Messofanego
Banned
Really smart and on point stuff about the latest Tomb Raider from friend of GB and resident GAFer Cara Ellison:
http://caraellison.tumblr.com/post/94915454500/completed-the-latest-tomb-raider-for-the-third-time
Please give the whole writeup a read.
Look, Crystal Dynamics clearly wanted a bigger audience after the last Tomb Raider games. They looked at Uncharted and found a model of least resistance in game design that was accessible for everyone. No one ever gets stuck in Uncharted like you would in an early Tomb Raider game. People like even more combat and action taking a majority of the game. Platforming, people aren't fans of 3D platformers anymore. So why bring back skill when the trend was for a more automated experience? They were very smart and fit right into the risk-averse trends, and look they got 6 million copies sold. But the original Tomb Raider (1996) sold 7 million copies (video), think about that in context to today. They can afford to get more old-school players back.

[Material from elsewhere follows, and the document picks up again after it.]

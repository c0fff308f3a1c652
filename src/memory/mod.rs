//! 记忆层：单会话对话历史（轮次与工具调用）

pub mod conversation;

pub use conversation::{Conversation, ToolCall, Turn};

Now that they have that bigger audience who've finally played a Tomb Raider game for the first time and enjoyed the tits out of it, they can bring in some of the challenge and pacing of the earlier games so that new players don't get a "1.5" feeling sequel and can see the improvements (when really it's just them going back to the roots). The original Tomb Raider felt like it had survival horror at its design, the reboot Tomb Raider just had that as an aesthetic (remember, the original vision of the reboot was more horror-oriented). They will adjust but appreciate if the game is harder than the first game (reboot) that they played. It could have an even more vast level of scope and scale with a slower pacing that accommodates, to get that next gen feel you get from God of War games. Get Gavin Rummery back on level design. Taking photographs fits right into that. It did with Beyond Good and Evil such as capturing pictures of exotic animals in the distance. People love their Team Ico games, Journey evoked that recently, the Souls games have been excellent at this, and Rime will hopefully too. Even the Uncharted games do some of that where they just want you to marvel at an environment, no dialogue, you just navigating a space and being alone with the main character's thoughts. If you add too much combat, it becomes predictable and you lose that buildup of tension that a level with just one tiger or a bear had in the previous games.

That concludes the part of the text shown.